• THE DATA:
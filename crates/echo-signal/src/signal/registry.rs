// SPDX-License-Identifier: Apache-2.0
// © James Ross Ω FLYING•ROBOTS <https://github.com/flyingrobots>
//! Handle → receiver registry.
//!
//! Receivers live in a dense array; a hash table maps each handle to its
//! dense index and a bloom filter rejects unknown handles early. The filter
//! cannot forget, so removals mark it stale until the next rebuild.
//!
//! The registry also records every cell a receiver was placed in, so its
//! entries can be taken out of the spatial index when it leaves, wherever it
//! has moved since.

use tracing::debug;

use super::dispatcher::SignalError;
use super::receiver::SignalReceiver;
use crate::bloom::BloomFilter;
use crate::ident::Handle;
use crate::spatial::SpatialCellKey;
use crate::table::OpenAddressingHashTable;

/// Pre-filter over registered handles (1024 bytes, 4 hashes).
pub(crate) type RegistryBloom = BloomFilter<Handle, 1024, 4>;

#[derive(Debug)]
pub(crate) struct Registry<O> {
    objects: Vec<O>,
    handles: Vec<Handle>,
    placements: Vec<Vec<SpatialCellKey>>,
    index: OpenAddressingHashTable<Handle, usize>,
    bloom: RegistryBloom,
    stale: bool,
}

impl<O: SignalReceiver> Registry<O> {
    pub(crate) fn new(
        reserve: usize,
        table_reserve: usize,
        table_limit: Option<usize>,
    ) -> Self {
        let mut index = OpenAddressingHashTable::new();
        if let Some(limit) = table_limit {
            index = index.with_limit(limit);
        }
        index.reserve(table_reserve);
        Self {
            objects: Vec::with_capacity(reserve),
            handles: Vec::with_capacity(reserve),
            placements: Vec::with_capacity(reserve),
            index,
            bloom: RegistryBloom::new(),
            stale: false,
        }
    }

    pub(crate) fn len(&self) -> usize {
        self.objects.len()
    }

    pub(crate) fn handles(&self) -> &[Handle] {
        &self.handles
    }

    pub(crate) fn is_stale(&self) -> bool {
        self.stale
    }

    /// Dense index of `handle`, consulting the bloom filter first.
    pub(crate) fn resolve(&self, handle: Handle) -> Option<usize> {
        if !self.bloom.might_exist(&handle) {
            return None;
        }
        self.index.find(handle).copied()
    }

    pub(crate) fn contains(&self, handle: Handle) -> bool {
        self.resolve(handle).is_some()
    }

    pub(crate) fn get(&self, handle: Handle) -> Option<&O> {
        self.resolve(handle).map(|i| &self.objects[i])
    }

    pub(crate) fn get_mut(&mut self, handle: Handle) -> Option<&mut O> {
        self.resolve(handle).map(|i| &mut self.objects[i])
    }

    pub(crate) fn at(&self, dense: usize) -> &O {
        &self.objects[dense]
    }

    pub(crate) fn at_mut(&mut self, dense: usize) -> &mut O {
        &mut self.objects[dense]
    }

    /// Whether the object at `dense` holds any spatial placement.
    pub(crate) fn is_placed(&self, dense: usize) -> bool {
        !self.placements[dense].is_empty()
    }

    pub(crate) fn record_placement(&mut self, dense: usize, key: SpatialCellKey) {
        self.placements[dense].push(key);
    }

    /// Forgets one recorded entry in `key`.
    pub(crate) fn forget_placement(&mut self, dense: usize, key: SpatialCellKey) {
        let cells = &mut self.placements[dense];
        if let Some(pos) = cells.iter().position(|&k| k == key) {
            cells.swap_remove(pos);
        }
    }

    pub(crate) fn take_placements(&mut self, dense: usize) -> Vec<SpatialCellKey> {
        std::mem::take(&mut self.placements[dense])
    }

    /// Replaces every recorded entry with a single one in `key`.
    pub(crate) fn reset_placement(&mut self, dense: usize, key: SpatialCellKey) {
        let cells = &mut self.placements[dense];
        cells.clear();
        cells.push(key);
    }

    pub(crate) fn insert(&mut self, obj: O) -> Result<Handle, SignalError> {
        let handle = obj.identifier();
        if self.contains(handle) {
            return Err(SignalError::DuplicateHandle(handle));
        }
        self.index.insert(handle, self.objects.len())?;
        self.bloom.insert(&handle);
        self.objects.push(obj);
        self.handles.push(handle);
        self.placements.push(Vec::new());
        Ok(handle)
    }

    /// Swap-removes `handle`, fixing the index of the moved object.
    pub(crate) fn remove(&mut self, handle: Handle) -> Option<O> {
        let dense = self.resolve(handle)?;
        self.index.remove(handle);
        let obj = self.objects.swap_remove(dense);
        self.handles.swap_remove(dense);
        self.placements.swap_remove(dense);
        if let Some(&moved) = self.handles.get(dense) {
            if let Some(slot) = self.index.find_mut(moved) {
                *slot = dense;
            }
        }
        self.stale = true;
        Some(obj)
    }

    /// Refills the bloom filter from the live handle list.
    pub(crate) fn rebuild_cache(&mut self) {
        self.bloom.reset();
        for handle in &self.handles {
            self.bloom.insert(handle);
        }
        self.stale = false;
        debug!(objects = self.handles.len(), "registry bloom rebuilt");
    }
}

#[cfg(test)]
#[allow(clippy::unwrap_used)]
mod tests {
    use super::*;
    use crate::math::Vec3;
    use crate::signal::{DeliveryResult, SignalContext};

    struct Stub(Handle);

    impl SignalReceiver for Stub {
        fn identifier(&self) -> Handle {
            self.0
        }
        fn world_position(&self) -> Vec3 {
            Vec3::ZERO
        }
        fn deliver_signal(&mut self, _ctx: &SignalContext) -> DeliveryResult {
            Ok(())
        }
    }

    fn h(raw: u64) -> Handle {
        Handle::new(raw).unwrap()
    }

    #[test]
    fn swap_remove_repoints_moved_object() {
        let mut reg = Registry::new(4, 7, None);
        for raw in 1..=3 {
            reg.insert(Stub(h(raw))).unwrap();
        }
        assert_eq!(reg.remove(h(1)).map(|p| p.0), Some(h(1)));
        assert_eq!(reg.handles(), &[h(3), h(2)]);
        assert_eq!(reg.resolve(h(3)), Some(0));
        assert_eq!(reg.resolve(h(2)), Some(1));
        assert!(reg.resolve(h(1)).is_none());
        assert!(reg.is_stale());
        reg.rebuild_cache();
        assert!(!reg.is_stale());
        assert_eq!(reg.get(h(2)).map(|p| p.0), Some(h(2)));
    }

    #[test]
    fn duplicate_handles_are_refused() {
        let mut reg = Registry::new(4, 7, None);
        reg.insert(Stub(h(9))).unwrap();
        assert!(matches!(
            reg.insert(Stub(h(9))),
            Err(SignalError::DuplicateHandle(d)) if d == h(9)
        ));
        assert_eq!(reg.len(), 1);
    }

    #[test]
    fn placements_follow_swap_remove() {
        let mut reg = Registry::new(4, 7, None);
        reg.insert(Stub(h(1))).unwrap();
        reg.insert(Stub(h(2))).unwrap();
        let a = SpatialCellKey::from_cell(0, 0, 0);
        let b = SpatialCellKey::from_cell(1, 0, 0);
        reg.record_placement(1, a);
        reg.record_placement(1, b);
        reg.record_placement(1, a);
        reg.forget_placement(1, a);
        reg.remove(h(1));
        let dense = reg.resolve(h(2)).unwrap();
        assert_eq!(dense, 0);
        let mut cells = reg.take_placements(dense);
        cells.sort();
        assert_eq!(cells, vec![a, b]);
        assert!(!reg.is_placed(dense));
    }
}
// SPDX-License-Identifier: Apache-2.0
// © James Ross Ω FLYING•ROBOTS <https://github.com/flyingrobots>
//! Geometry carried by signals.
//!
//! - Overlap semantics are inclusive on faces, matching the cell walk in the
//!   spatial expansion (a sphere touching a cell boundary visits that cell).
//! - Float32 throughout.

#[doc = "Axis-aligned bounding boxes (world space)."]
pub mod aabb;
#[doc = "Bounding spheres used to address spatial signals."]
pub mod sphere;
#[doc = "Rigid transforms with non-uniform scale."]
pub mod transform;

pub use aabb::Aabb;
pub use sphere::BoundSphere;
pub use transform::Transform;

• EXERCISE DIRECTIONS:
Please say how many lines in the records above contain the string "Stub", giving no other words.

• ANSWER SECTION:
7